**Your instructions**
After locating the line with "matched reference block." in the data that follows, return it and every later line exactly, up to and including the line with "CREATE TABLE IF".

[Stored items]
---------------
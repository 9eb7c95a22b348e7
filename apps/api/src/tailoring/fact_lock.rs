//! Fact-lock verification: a conservative lexical guard over generated text.
//!
//! Generated copy may only reuse multi-word capitalized phrases and
//! "Month YYYY" date tokens that already appear in the source resume's
//! plain-text serialization. Binary accept/reject; rejection sends the
//! caller to its deterministic fallback.

use std::sync::LazyLock;

use regex::Regex;

use crate::models::resume::Resume;
use crate::resume::plaintext::{resume_to_plain_text, PlainTextOptions};
use crate::text::{dedupe, MONTH_PATTERN};

static CAPITAL_PHRASE: LazyLock<Regex> =
    LazyLock::new(|| Regex::new(r"\b[A-Z][a-z]+(?:\s+[A-Z][a-z]+)+\b").unwrap());
static DATE_TOKEN: LazyLock<Regex> =
    LazyLock::new(|| Regex::new(&format!(r"(?i)\b{MONTH_PATTERN}\s+\d{{4}}\b")).unwrap());

/// Sequences of two or more consecutive capitalized words, deduplicated in
/// order of first appearance.
pub fn extract_capital_phrases(text: &str) -> Vec<String> {
    dedupe(
        CAPITAL_PHRASE
            .find_iter(text)
            .map(|found| found.as_str().to_string())
            .collect(),
    )
}

/// Lowercased "Month YYYY" tokens, deduplicated in order of first appearance.
pub fn extract_date_tokens(text: &str) -> Vec<String> {
    dedupe(
        DATE_TOKEN
            .find_iter(text)
            .map(|found| found.as_str().to_lowercase())
            .collect(),
    )
}

/// Accepts `candidate` only if it introduces no capitalized phrase and no
/// date token absent from the original resume's plain-text serialization.
pub fn fact_lock_check(original: &Resume, candidate: &str) -> bool {
    let original_text =
        resume_to_plain_text(original, &PlainTextOptions::default()).to_lowercase();

    let introduces_phrase = extract_capital_phrases(candidate)
        .iter()
        .any(|phrase| !original_text.contains(&phrase.to_lowercase()));
    if introduces_phrase {
        return false;
    }

    let original_dates = extract_date_tokens(&original_text);
    let introduces_date = extract_date_tokens(candidate)
        .iter()
        .any(|token| !original_dates.contains(token));
    !introduces_date
}
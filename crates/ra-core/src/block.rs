use serde::{Deserialize, Serialize};

use crate::character::{Character, MultiBlockQuote, StandardCharacter};
use crate::verse::VerseRef;

/// Style tag of a chapter announcement block.
pub const CHAPTER_STYLE_TAG: &str = "c";

// ---------------------------------------------------------------------------
// BlockElement
// ---------------------------------------------------------------------------

/// One sub-element of a block's content.
#[derive(Debug, Clone, PartialEq, Eq, Serialize, Deserialize)]
#[serde(tag = "type", rename_all = "snake_case")]
pub enum BlockElement {
    /// A verse marker. `end == start` unless the marker is a bridge (`5-6`).
    Verse { start: u32, end: u32 },
    /// A run of spoken text.
    Text { text: String },
    /// A recording annotation (sound effect, pause); never spoken.
    Annotation { text: String },
}

impl BlockElement {
    pub fn verse(number: u32) -> Self {
        BlockElement::Verse {
            start: number,
            end: number,
        }
    }

    pub fn text(text: impl Into<String>) -> Self {
        BlockElement::Text { text: text.into() }
    }

    fn has_spoken_text(&self) -> bool {
        matches!(self, BlockElement::Text { text } if !text.trim().is_empty())
    }
}

// ---------------------------------------------------------------------------
// ReferenceLink
// ---------------------------------------------------------------------------

/// A block's link to the reference text at the next level down.
///
/// Reference blocks are owned by the block that links to them. Attaching a
/// reference block to a second owner always means attaching a clone.
#[derive(Debug, Clone, PartialEq, Default, Serialize, Deserialize)]
#[serde(tag = "state", content = "blocks", rename_all = "snake_case")]
pub enum ReferenceLink {
    #[default]
    None,
    /// Exactly one corresponding reference block.
    Matched(Box<Block>),
    /// Candidate reference blocks still waiting for a human (or a forced
    /// match) to resolve them.
    Unmatched(Vec<Block>),
}

impl ReferenceLink {
    pub fn blocks(&self) -> &[Block] {
        match self {
            ReferenceLink::None => &[],
            ReferenceLink::Matched(block) => std::slice::from_ref(&**block),
            ReferenceLink::Unmatched(blocks) => blocks,
        }
    }

    pub fn is_matched(&self) -> bool {
        matches!(self, ReferenceLink::Matched(_))
    }

    fn into_blocks(self) -> Vec<Block> {
        match self {
            ReferenceLink::None => Vec::new(),
            ReferenceLink::Matched(block) => vec![*block],
            ReferenceLink::Unmatched(blocks) => blocks,
        }
    }
}

// ---------------------------------------------------------------------------
// Block
// ---------------------------------------------------------------------------

/// A contiguous run of text belonging to one paragraph and verse range,
/// attributed to a single speaker.
///
/// `initial_start_verse..=initial_end_verse` is the verse (or bridge) in
/// effect where the block begins; verse 0 means the block precedes verse 1
/// (titles, chapter announcements, Psalm superscriptions).
#[derive(Debug, Clone, PartialEq, Serialize, Deserialize)]
pub struct Block {
    pub style_tag: String,
    pub chapter: u32,
    pub initial_start_verse: u32,
    pub initial_end_verse: u32,
    pub is_paragraph_start: bool,
    pub elements: Vec<BlockElement>,
    pub character: Character,
    pub delivery: Option<String>,
    pub multi_block_quote: MultiBlockQuote,
    /// Shared by every piece produced from one manual split.
    pub split_id: Option<u32>,
    pub user_confirmed: bool,
    pub reference: ReferenceLink,
}
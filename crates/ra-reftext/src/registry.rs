use std::collections::HashMap;
use std::sync::{Arc, Mutex, MutexGuard};

use once_cell::sync::Lazy;
use tracing::info;

use ra_core::{RaError, Result};

use crate::config::ReferenceTextConfig;
use crate::reference_text::{ReferenceText, ReferenceTextId};

static GLOBAL: Lazy<ReferenceTextRegistry> = Lazy::new(ReferenceTextRegistry::new);

// ---------------------------------------------------------------------------
// ReferenceTextRegistry
// ---------------------------------------------------------------------------

/// Memo of open reference texts, so every request for the same id shares one
/// instance (and one book cache).
#[derive(Debug, Default)]
pub struct ReferenceTextRegistry {
    texts: Mutex<HashMap<ReferenceTextId, Arc<ReferenceText>>>,
}

impl ReferenceTextRegistry {
    pub fn new() -> Self {
        Self::default()
    }

    /// The process-wide registry.
    pub fn global() -> &'static ReferenceTextRegistry {
        &GLOBAL
    }

    fn lock(&self) -> Result<MutexGuard<'_, HashMap<ReferenceTextId, Arc<ReferenceText>>>> {
        self.texts
            .lock()
            .map_err(|_| RaError::Internal("reference text registry lock poisoned".to_string()))
    }

    /// The registered text for `id`, creating and registering it with
    /// `create` if there is none.
    pub fn get_or_insert_with<F>(&self, id: &ReferenceTextId, create: F) -> Result<Arc<ReferenceText>>
    where
        F: FnOnce() -> Result<ReferenceText>,
    {
        let mut texts = self.lock()?;
        if let Some(text) = texts.get(id) {
            return Ok(Arc::clone(text));
        }
        let text = create()?;
        if text.id() != id {
            return Err(RaError::InvalidInput(format!(
                "reference text {} registered under {id}",
                text.id()
            )));
        }
        let text = Arc::new(text);
        texts.insert(id.clone(), Arc::clone(&text));
        info!(%id, "registered reference text");
        Ok(text)
    }

    /// The registered text for `config.id`, opening it from `config` if
    /// there is none.
    pub fn open(&self, config: &ReferenceTextConfig) -> Result<Arc<ReferenceText>> {
        self.get_or_insert_with(&config.id, || ReferenceText::open(config))
    }

    pub fn get(&self, id: &ReferenceTextId) -> Result<Option<Arc<ReferenceText>>> {
        Ok(self.lock()?.get(id).cloned())
    }

    /// Drop the registered text for `id`, e.g. after its project data was
    /// deleted. Returns whether one was registered.
    pub fn forget(&self, id: &ReferenceTextId) -> Result<bool> {
        let removed = self.lock()?.remove(id).is_some();
        if removed {
            info!(%id, "forgot reference text");
        }
        Ok(removed)
    }

    pub fn len(&self) -> Result<usize> {
        Ok(self.lock()?.len())
    }

    pub fn is_empty(&self) -> Result<bool> {
        Ok(self.lock()?.is_empty())
    }
}

// ---------------------------------------------------------------------------
// Tests
// ---------------------------------------------------------------------------
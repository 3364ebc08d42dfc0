use thiserror::Error;

/// Top-level error type for the ra-core crate and dependents.
#[derive(Debug, Error)]
pub enum RaError {
    #[error("database error: {0}")]
    Database(#[from] rusqlite::Error),

    #[error("serialization error: {0}")]
    Serialization(#[from] serde_json::Error),

    #[error("not found: {0}")]
    NotFound(String),

    #[error("invalid input: {0}")]
    InvalidInput(String),

    /// A matchup window was applied while some of its Scripture blocks were
    /// still without a single matched reference block.
    #[error("cannot apply: {} scripture block(s) unmatched at window indices {indices:?}", indices.len())]
    Unmatched { indices: Vec<usize> },

    #[error("io error: {0}")]
    Io(#[from] std::io::Error),

    #[error("internal error: {0}")]
    Internal(String),
}

/// Convenience Result alias used across the workspace.
pub type Result<T> = std::result::Result<T, RaError>;
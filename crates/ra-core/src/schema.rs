use crate::error::Result;

/// Version recorded alongside every stored book so readers can detect rows
/// written by an older block layout.
pub const SCHEMA_VERSION: &str = "1.0.0";

// ---------------------------------------------------------------------------
// DDL
// ---------------------------------------------------------------------------

/// DDL for the reference book store. Every statement is `IF NOT EXISTS`.
pub const CREATE_TABLES: &str = "
CREATE TABLE IF NOT EXISTS reference_books (
    id              TEXT    NOT NULL PRIMARY KEY,
    book_id         TEXT    NOT NULL UNIQUE,
    schema_version  TEXT    NOT NULL,
    block_count     INTEGER NOT NULL DEFAULT 0,
    blocks          TEXT    NOT NULL DEFAULT '[]',
    saved_at        TEXT    NOT NULL
);

CREATE INDEX IF NOT EXISTS idx_reference_books_book_id
    ON reference_books (book_id);
";

// ---------------------------------------------------------------------------
// Migration runner
// ---------------------------------------------------------------------------

/// Initialise the database schema. Safe to call repeatedly.
pub fn run_migrations(conn: &rusqlite::Connection) -> Result<()> {
    conn.execute_batch("PRAGMA journal_mode = WAL;")?;
    conn.execute_batch(CREATE_TABLES)?;
    Ok(())
}

// ---------------------------------------------------------------------------
// Tests
// ---------------------------------------------------------------------------

#[cfg(test)]
mod tests {
    use super::*;
    use rusqlite::Connection;

    #[test]
    fn migrations_are_idempotent() {
        let conn = Connection::open_in_memory().expect("in-memory db");
        run_migrations(&conn).expect("first migration");
        run_migrations(&conn).expect("second migration");
    }

    #[test]
    fn reference_books_table_exists() {
        let conn = Connection::open_in_memory().unwrap();
        run_migrations(&conn).unwrap();
        let count: i64 = conn
            .query_row(
                "SELECT COUNT(*) FROM sqlite_master WHERE type='table' AND name='reference_books'",
                [],
                |row| row.get(0),
            )
            .unwrap();
        assert_eq!(count, 1);
    }
}
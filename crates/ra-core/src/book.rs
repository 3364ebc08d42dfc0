use std::ops::Range;
use std::sync::Arc;

use crate::block::Block;
use crate::error::{RaError, Result};
use crate::verse::{book_number, Versification};

// ---------------------------------------------------------------------------
// BookScript
// ---------------------------------------------------------------------------

/// The ordered blocks of one book, together with the versification table
/// its verse numbers are expressed in.
#[derive(Debug, Clone)]
pub struct BookScript {
    book_id: String,
    book_number: u8,
    versification: Arc<Versification>,
    blocks: Vec<Block>,
}

impl BookScript {
    /// Fails with [`RaError::InvalidInput`] when `book_id` is not a canonical
    /// three-letter book code.
    pub fn new(book_id: &str, versification: Arc<Versification>, blocks: Vec<Block>) -> Result<Self> {
        let number = book_number(book_id)
            .ok_or_else(|| RaError::InvalidInput(format!("unknown book id '{book_id}'")))?;
        Ok(Self {
            book_id: book_id.to_ascii_uppercase(),
            book_number: number,
            versification,
            blocks,
        })
    }

    pub fn book_id(&self) -> &str {
        &self.book_id
    }

    pub fn book_number(&self) -> u8 {
        self.book_number
    }

    pub fn versification(&self) -> &Arc<Versification> {
        &self.versification
    }

    pub fn blocks(&self) -> &[Block] {
        &self.blocks
    }

    pub fn blocks_mut(&mut self) -> &mut Vec<Block> {
        &mut self.blocks
    }

    pub fn into_blocks(self) -> Vec<Block> {
        self.blocks
    }

    /// Index range of the blocks covering `chapter:verse`, from the first
    /// covering block through the last. Empty when no block covers it.
    pub fn blocks_for_verse(&self, chapter: u32, verse: u32) -> Range<usize> {
        let covers = |b: &Block| b.chapter == chapter && b.covers_verse(verse);
        match self.blocks.iter().position(covers) {
            Some(first) => {
                let last = self.blocks.iter().rposition(covers).unwrap_or(first);
                first..last + 1
            }
            None => 0..0,
        }
    }

    /// Replace `count` blocks starting at `start` with `replacement`.
    pub fn replace_blocks(&mut self, start: usize, count: usize, replacement: Vec<Block>) -> Result<()> {
        let end = start
            .checked_add(count)
            .filter(|end| *end <= self.blocks.len())
            .ok_or_else(|| {
                RaError::InvalidInput(format!(
                    "block range {start}+{count} out of bounds for {} ({} blocks)",
                    self.book_id,
                    self.blocks.len()
                ))
            })?;
        self.blocks.splice(start..end, replacement);
        Ok(())
    }
}

// ---------------------------------------------------------------------------
// Chunk boundaries
// ---------------------------------------------------------------------------

/// Starting at `index`, advance to the last block before the next clean
/// verse break and return its index.
///
/// A clean break exists before block `i + 1` when that block starts at a
/// verse start and `can_break_before` accepts it. Advancement always stops
/// before a chapter announcement.
pub fn advance_to_clean_verse_break<F>(blocks: &[Block], index: usize, mut can_break_before: F) -> usize
where
    F: FnMut(&Block) -> bool,
{
    let mut i = index;
    while let Some(next) = blocks.get(i + 1) {
        if next.is_chapter_announcement() {
            break;
        }
        if next.starts_at_verse_start() && can_break_before(next) {
            break;
        }
        i += 1;
    }
    i
}

// ---------------------------------------------------------------------------
// Tests
// ---------------------------------------------------------------------------
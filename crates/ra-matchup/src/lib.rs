pub mod matchup;
pub mod narrator;

pub use matchup::{ApplyOutcome, BlockMatchup};
pub use narrator::{NarratorTagInsertion, NarratorTagOutcome, NarratorTagTarget};
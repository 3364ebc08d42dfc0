pub mod block;
pub mod book;
pub mod character;
pub mod db;
pub mod error;
pub mod language;
pub mod schema;
pub mod verse;

pub use block::*;
pub use book::*;
pub use character::*;
pub use error::*;
pub use language::*;
pub use verse::*;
---------------
**Solution to this exercise**
    /// still without a single matched reference block.
    #[error("cannot apply: {} scripture block(s) unmatched at window indices {indices:?}", indices.len())]
    Unmatched { indices: Vec<usize> },

    #[error("io error: {0}")]
    Io(#[from] std::io::Error),

    #[error("internal error: {0}")]
    Internal(String),
}

/// Convenience Result alias used across the workspace.
pub type Result<T> = std::result::Result<T, RaError>;
filename crates/ra-core/src/schema.rs
use crate::error::Result;

/// Version recorded alongside every stored book so readers can detect rows
/// written by an older block layout.
pub const SCHEMA_VERSION: &str = "1.0.0";

// ---------------------------------------------------------------------------
// DDL
// ---------------------------------------------------------------------------

/// DDL for the reference book store. Every statement is `IF NOT EXISTS`.
pub const CREATE_TABLES: &str = "
CREATE TABLE IF NOT EXISTS reference_books (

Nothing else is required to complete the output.